Original Agreement Changed. If you appeal to the court, your attorney/representative who is handling your Social Security case may also change your original Social Security fee agreement. This is because your original Social Security fee agreement does not consider work your attorney/representative will need to do when your case is remanded from the court back to Social Security. All the extra work before Social Security will need to be compensated by changing the original fee agreement. Both you and your attorney/representative will need to agree to Social Security fee agreement change. Remember, the original Social Security fee agreement stated your attorney/representative charged $6,000 or 25% of your back pay, whichever is less.
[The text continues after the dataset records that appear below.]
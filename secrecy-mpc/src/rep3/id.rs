/// Rank of a party in the three-party ring.
#[derive(std::cmp::Eq, std::cmp::PartialEq, Clone, Copy, Debug, Hash)]
pub enum PartyID {
    /// Party 0, the one that connects first
    ID0 = 0,
    /// Party 1
    ID1 = 1,
    /// Party 2
    ID2 = 2,
}

impl PartyID {
    pub const ALL: [PartyID; 3] = [PartyID::ID0, PartyID::ID1, PartyID::ID2];

    /// The ring successor.
    pub fn next_id(&self) -> Self {
        match *self {
            PartyID::ID0 => PartyID::ID1,
            PartyID::ID1 => PartyID::ID2,
            PartyID::ID2 => PartyID::ID0,
        }
    }

    /// The ring predecessor.
    pub fn prev_id(&self) -> Self {
        match *self {
            PartyID::ID0 => PartyID::ID2,
            PartyID::ID1 => PartyID::ID0,
            PartyID::ID2 => PartyID::ID1,
        }
    }
}

impl TryFrom<usize> for PartyID {
    type Error = crate::error::Error;

    fn try_from(other: usize) -> Result<Self, Self::Error> {
        Self::ALL
            .get(other)
            .copied()
            .ok_or(Self::Error::IdError(other))
    }
}

impl From<PartyID> for usize {
    #[inline(always)]
    fn from(other: PartyID) -> Self {
        other as usize
    }
}

impl std::fmt::Display for PartyID {
    #[inline(always)]
    fn fmt(&self, f: &mut std::fmt::Formatter<'_>) -> std::fmt::Result {
        write!(f, "{}", *self as usize)
    }
}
The newly changed Social Security fee agreement will allow your attorney/representative to receive 25% of your back pay. Social Security does allow this type of Social Security fee agreement, but because your attorney is asking for more than $6,000 or 25% of your back pay, whichever is less, your attorney/representative will need to ask Social Security to review the new Social Security fee agreement by submitting a fee petition to Social Security which explains their work performed before Social Security and the fee requested. Social Security will review the new fee agreement/fee petition and determine what fee amount is appropriate. You will be given an opportunity to object or agree to the fee petition amount.

Time Frame For A Decision

It takes about 12-18 months for a decision. In nearly all successful appeals, your case will be sent back for another hearing. Then you will need to wait another 10-20 months for a new hearing - Hearing Wait Time. On very rare occasions, the court will decide you are disabled and award benefits. In this case, the payment process will be about another 60-120 days. Then add about another 30-90 days for your SSDI dependent's payment to be processed, if you have any.

Chances Of Winning

The court remand rate is 49% (latest data is 2017). Remands include remands based on dismissed cases, remands based on the ALJ's finding claimants not disabled, and cases when the court awards benefits.

checkmark Beyond Federal District Court

Overview

You can appeal your case to a United States Federal Court of Appeals or the United States Supreme Court although either is rare.